I mean, I remember the first time I ever attended a Quaker meeting for worship,
just struck by that, by the equality of it, that there was no, no minister.
There was no, this is the way you have to do it.
This is our checklist.
This is, we have all the answers.
There was none of that.
And it was an idea of, I call it direct dial to God without a priest or a minister.
And I just, I like that idea.
And I like the idea of sitting in silence.
And sometimes someone will speak and have, you'll just be moved by it, a remarkable feeling.
And I remember, maybe it was Warren Buffett said one time that you really don't need to get a PhD in theology.
You can do pretty well with the Ten Commandments and reading the sermon on the Mount.
That people throughout time, I mean, not everyone, but a lot of people have had a spiritual sense, a sense of things.
It could be a sense of awe about beauty, about natural beauty, or work or a great conversation that you had with someone or all kinds of things.
You can have a connection that is remarkable and uplift.
thing with someone at the cash register at the supermarket or with someone who's a server at a
restaurant. I just, I don't know. It's just kind of a, but I've often had experiences in,
in meeting for worship that for me have been very, very moving. And I'm, and strange, and strange,
kind of like, where did that come from? What's going out of here? Yeah. I have that a lot.
When I was younger, I mean, I've done a sort of grand tour of all of the spiritual positions.

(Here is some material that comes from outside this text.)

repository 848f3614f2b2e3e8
pub mod config;
pub mod error;
pub mod telemetry;
pub mod workflows;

So I was a relatively conservative Jew as a kid going to synagogue because I had to.
Then I became kind of agnostic.
Then I became atheistic.
And then I became increasingly spiritual when I hit 40.

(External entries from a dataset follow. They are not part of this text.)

//! Questionnaire sequencing: pointer movement, answer capture and battery checkpoints.
//!
//! The machine owns the answer map for the lifetime of a session. Invalid
//! transitions are reported as [`SessionError`] and leave the state untouched.

use serde::Serialize;

use super::domain::{AnswerMap, Battery, Question, QuestionId};

/// Observable phase of a session.
#[derive(Debug, Clone, Copy, PartialEq, Eq, Serialize)]
#[serde(tag = "phase", rename_all = "snake_case")]
pub enum SessionPhase {
    NotStarted,
    InProgress,
    /// Transient overlay after crossing into a new battery; `completed` is the battery just left.
    BatteryCheckpoint { completed: Battery },
    Completed,
}

impl SessionPhase {
    pub const fn label(self) -> &'static str {
        match self {
            SessionPhase::NotStarted => "not_started",
            SessionPhase::InProgress => "in_progress",
            SessionPhase::BatteryCheckpoint { .. } => "battery_checkpoint",
            SessionPhase::Completed => "completed",
        }
    }
}

/// Result of a successful `advance` call.
#[derive(Debug, Clone, Copy, PartialEq, Eq)]
pub enum AdvanceOutcome {
    Moved,
    CheckpointEntered(Battery),
    CheckpointCleared,
    /// Returned exactly once, on the transition into `Completed`.
    Completed,
    /// Repeated completion trigger; nothing happened.
    AlreadyCompleted,
}

/// Result of a successful `retreat` call.
#[derive(Debug, Clone, Copy, PartialEq, Eq)]
pub enum RetreatOutcome {
    Moved,
    CheckpointCleared,
    ReturnedToStart,
}

/// Position of the current question among its battery's questions seen so far.
#[derive(Debug, Clone, Copy, PartialEq, Eq, Serialize)]
pub struct BatteryProgress {
    pub battery: Battery,
    /// 1-based count of this battery's questions along the traversed prefix.
    pub position: usize,
    /// Occurrences of the battery in the active ordering, which equals its catalog
    /// size whenever the ordering covers the whole catalog.
    pub total: usize,
}

#[derive(Debug, Default)]
pub struct SessionStateMachine {
    ordering: Vec<Question>,
    pointer: Option<usize>,
    answers: AnswerMap,
    checkpoint: Option<Battery>,
    completed: bool,
}

impl SessionStateMachine {
    pub fn new() -> Self {
        Self::default()
    }

    pub fn phase(&self) -> SessionPhase {
        if self.completed {
            SessionPhase::Completed
        } else if let Some(completed) = self.checkpoint {
            SessionPhase::BatteryCheckpoint { completed }
        } else if self.pointer.is_some() {
            SessionPhase::InProgress
        } else {
            SessionPhase::NotStarted
        }
    }

    /// Fix the question sequence for this run and move to the first question.
    pub fn start(&mut self, ordering: Vec<Question>) -> Result<(), SessionError> {
        self.expect_phase("start", |phase| matches!(phase, SessionPhase::NotStarted))?;
        if ordering.is_empty() {
            return Err(SessionError::EmptyOrdering);
        }

        self.ordering = ordering;
        self.pointer = Some(0);
        Ok(())
    }

    /// Store the selected points for the current question without moving.
    pub fn record_answer(
        &mut self,
        question_id: &QuestionId,
        points: u8,
    ) -> Result<(), SessionError> {
        self.expect_phase("record_answer", |phase| {
            matches!(phase, SessionPhase::InProgress)
        })?;

        let current = self.current_question().ok_or(SessionError::InvalidState {
            operation: "record_answer",
            phase: SessionPhase::NotStarted.label(),
        })?;
        if current.id != *question_id {
            return Err(SessionError::StaleAnswer {
                expected: current.id.clone(),
                received: question_id.clone(),
            });
        }
        if current.option_for_points(points).is_none() {
            return Err(SessionError::InvalidPoints {
                question: current.id.clone(),
                points,
            });
        }

        self.answers.record(question_id.clone(), points);
        Ok(())
    }

    pub fn advance(&mut self) -> Result<AdvanceOutcome, SessionError> {
        match self.phase() {
            SessionPhase::NotStarted => Err(SessionError::InvalidState {
                operation: "advance",
                phase: SessionPhase::NotStarted.label(),
            }),
            SessionPhase::Completed => Ok(AdvanceOutcome::AlreadyCompleted),
            SessionPhase::BatteryCheckpoint { .. } => {
                self.checkpoint = None;
                Ok(AdvanceOutcome::CheckpointCleared)
            }
            SessionPhase::InProgress => {
                let pointer = self.pointer.unwrap_or_default();
                let last = self.ordering.len() - 1;

                if pointer < last {
                    let leaving = self.ordering[pointer].battery;
                    let entering = self.ordering[pointer + 1].battery;
                    self.pointer = Some(pointer + 1);

                    if leaving != entering {
                        self.checkpoint = Some(leaving);
                        Ok(AdvanceOutcome::CheckpointEntered(leaving))
                    } else {
                        Ok(AdvanceOutcome::Moved)
                    }
                } else {
                    let current = &self.ordering[pointer];
                    if !self.answers.contains(&current.id) {
                        return Err(SessionError::Unanswered(current.id.clone()));
                    }
                    self.completed = true;
                    Ok(AdvanceOutcome::Completed)
                }
            }
        }
    }

    pub fn retreat(&mut self) -> Result<RetreatOutcome, SessionError> {
        match self.phase() {
            SessionPhase::NotStarted | SessionPhase::Completed => Err(SessionError::InvalidState {
                operation: "retreat",
                phase: self.phase().label(),
            }),
            SessionPhase::BatteryCheckpoint { .. } => {
                self.checkpoint = None;
                Ok(RetreatOutcome::CheckpointCleared)
            }
            SessionPhase::InProgress => match self.pointer {
                Some(pointer) if pointer > 0 => {
                    self.pointer = Some(pointer - 1);
                    Ok(RetreatOutcome::Moved)
                }
                _ => {
                    // Answers survive so a fresh start can pick them back up.
                    self.pointer = None;
                    self.ordering.clear();
                    Ok(RetreatOutcome::ReturnedToStart)
                }
            },
        }
    }

    /// Drop the ordering, pointer, answers and completion flag.
    pub fn restart(&mut self) {
        self.ordering.clear();
        self.pointer = None;
        self.answers.clear();
        self.checkpoint = None;
        self.completed = false;
    }

    pub fn current_question(&self) -> Option<&Question> {
        self.pointer.and_then(|pointer| self.ordering.get(pointer))
    }

    pub fn is_current_answered(&self) -> bool {
        self.current_question()
            .map(|question| self.answers.contains(&question.id))
            .unwrap_or(false)
    }

    /// Counts occurrences along the traversed prefix, so interleaved orderings stay coherent.
    pub fn current_battery_progress(&self) -> Option<BatteryProgress> {
        let pointer = self.pointer?;
        let battery = self.ordering.get(pointer)?.battery;
        let position = self.ordering[..=pointer]
            .iter()
            .filter(|question| question.battery == battery)
            .count();
        let total = self
            .ordering
            .iter()
            .filter(|question| question.battery == battery)
            .count();

        Some(BatteryProgress {
            battery,
            position,
            total,
        })
    }

    /// Share of the sequence reached, 0 before start.
    pub fn progress_percent(&self) -> u8 {
        match self.pointer {
            Some(pointer) if !self.ordering.is_empty() => {
                let reached = (pointer + 1) * 100;
                let total = self.ordering.len();
                ((reached * 2 + total) / (total * 2)).min(100) as u8
            }
            _ => 0,
        }
    }

    /// Pointer into the active ordering; `None` before start.
    pub fn pointer(&self) -> Option<usize> {
        self.pointer
    }

    pub fn ordering(&self) -> &[Question] {
        &self.ordering
    }

    pub fn answers(&self) -> &AnswerMap {
        &self.answers
    }

    fn expect_phase(
        &self,
        operation: &'static str,
        allowed: impl Fn(SessionPhase) -> bool,
    ) -> Result<(), SessionError> {
        let phase = self.phase();
        if allowed(phase) {
            Ok(())
        } else {
            Err(SessionError::InvalidState {
                operation,
                phase: phase.label(),
            })
        }
    }
}

#[derive(Debug, Clone, PartialEq, Eq, thiserror::Error)]
pub enum SessionError {
    #[error("cannot {operation} while session is {phase}")]
    InvalidState {
        operation: &'static str,
        phase: &'static str,
    },
    #[error("question ordering must not be empty")]
    EmptyOrdering,
    #[error("answer for {received} rejected: current question is {expected}")]
    StaleAnswer {
        expected: QuestionId,
        received: QuestionId,
    },
    #[error("question {question} has no option worth {points} points")]
    InvalidPoints { question: QuestionId, points: u8 },
    #[error("question {0} must be answered before moving on")]
    Unanswered(QuestionId),
}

And it became a much more important part of my life over the past 14 years.
So you know that I've been wrong over the years because I've had every position.
But I think one of the things that appeals to me is the sense of mystery, the sense that
It's just stuff we can't really fathom.
Absolutely.
Yeah, and that to me is kind of beautiful.
But it goes in a way.
It's awesome.
It's awesome.
Yeah.
Yeah, the sense of deep mystery,
that there are things you can't understand why certain things happen.
But I don't know.
I wonder about this sometimes because when I started to interview great investors very
seriously for my last book, Richer Weiser Happier,
I had this kind of prejudice that I assumed that most of them would be so super rational
that they wouldn't have very serious spiritual lives.

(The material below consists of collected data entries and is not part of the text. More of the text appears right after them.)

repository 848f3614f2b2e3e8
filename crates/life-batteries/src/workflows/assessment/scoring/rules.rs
use super::super::catalog::QuestionCatalog;
use super::super::domain::{AnswerMap, Battery, ScoreLevel};
use super::config::ScoringConfig;
use super::BatteryScore;

pub(crate) fn score_battery(
    battery: Battery,
    answers: &AnswerMap,
    catalog: &QuestionCatalog,
    config: &ScoringConfig,
) -> BatteryScore {
    let (score, answered) = answers
        .iter()
        .filter(|(id, _)| catalog.battery_of(id) == Some(battery))
        .fold((0u32, 0usize), |(sum, count), (_, points)| {
            (sum + u32::from(points), count + 1)
        });

    let max_score = catalog.battery_max_points(battery);

    BatteryScore {
        battery,
        score,
        max_score,
        level: level_for(score, config),
        percentage: rounded_percentage(score, max_score),
        answered,
    }
}

pub(crate) fn level_for(score: u32, config: &ScoringConfig) -> ScoreLevel {
    if score <= config.critical_max {
        ScoreLevel::Critical
    } else if score <= config.unstable_max {
        ScoreLevel::Unstable
    } else {
        ScoreLevel::Optimal
    }
}

/// `round(part / whole * 100)` with halves rounded up, in integer arithmetic.
pub(crate) fn rounded_percentage(part: u32, whole: u32) -> u8 {
    if whole == 0 {
        return 0;
    }
    let part = u64::from(part.min(whole));
    let whole = u64::from(whole);
    ((part * 200 + whole) / (whole * 2)) as u8
}

#[cfg(test)]
mod tests {
    use super::*;

    #[test]
    fn level_boundaries_are_pinned() {
        let config = ScoringConfig::default();
        assert_eq!(level_for(0, &config), ScoreLevel::Critical);
        assert_eq!(level_for(10, &config), ScoreLevel::Critical);
        assert_eq!(level_for(11, &config), ScoreLevel::Unstable);
        assert_eq!(level_for(20, &config), ScoreLevel::Unstable);
        assert_eq!(level_for(21, &config), ScoreLevel::Optimal);
        assert_eq!(level_for(30, &config), ScoreLevel::Optimal);
    }

    #[test]
    fn percentages_round_to_nearest_integer() {
        assert_eq!(rounded_percentage(105, 210), 50);
        assert_eq!(rounded_percentage(104, 210), 50);
        assert_eq!(rounded_percentage(37, 210), 18);
        assert_eq!(rounded_percentage(180, 210), 86);
        assert_eq!(rounded_percentage(13, 30), 43);
        assert_eq!(rounded_percentage(0, 30), 0);
        assert_eq!(rounded_percentage(30, 30), 100);
    }

    #[test]
    fn halves_round_up() {
        assert_eq!(rounded_percentage(1, 8), 13);
        assert_eq!(rounded_percentage(3, 8), 38);
    }

    #[test]
    fn empty_denominator_yields_zero() {
        assert_eq!(rounded_percentage(4, 0), 0);
    }
}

And I was surprised to find how many of them really did.
And I don't know if I'm articulating this well,
but it seems there seems like a paradox here, right?
That in some ways, the investing world,
it's such a rational game.
It's so empirical.
And yet there's this other thing where you just have to say,
yeah, I just don't know.
There's something so mysterious that I can't fathom it.
Do you think about this at all?
Yes, yes.
And I think, you know, working as an investor,
you're dealing with thinking about things that could might happen in the future, obviously
is not knowable. It's guessable, but it's not knowable. So you have sort of a framework of faith
and anticipation of rational anticipation of surprise, of things that are, that can turn out
quite unpredictably, quite unlike what you thought earlier. So there's kind of a mystery and awe
in that. And I think that there is.
or is not, depending on the person, this sort of leap of faith or you can say, well, why not
have some faith? Why not? You could be wrong, yes. But I think that for many of us,
human beings, it's useful, it's healthy. And for many of us, and it certainly seems for you,
it's natural. You've come into a place of naturally being willing to have a,
a bit of a spiritual sense in your life and not just saying, well, I can't prove it.
So I'm, you know, but I respect that too.
Yeah.
And for me, I don't know, there's a, I remember studying pragmatic philosophy a bit after
Bill Miller turned me on to these people like William James and they had this idea that,
well, they would talk about ideas as being like forks and knives, you know, they have
utility. And so they would say it's not like these things are empirically provable in many cases.
I'm no doubt distorting what they say, but it's directionally correct, as Tom Gaynor would say.
And so you can choose your own idea depending on whether it's helpful to you.
And it seems to me that the idea of thinking that we live in this very mysterious world
where we don't really understand that much, but there's something really beautiful that's
bigger than us.
That's a pretty good idea.
And having trust that things are going to work out in some way and that it's a,
I would have rolled my eyes at this in the past.
So when I first interviewed Sir John Templeton 20-something years ago, I found his faith really irritating.
Oh, you did.
Oh, yeah.
I've loved his books.
No, it drove me crazy back then.
And then a few years ago, when I was reading one of his books, I just, I blushed.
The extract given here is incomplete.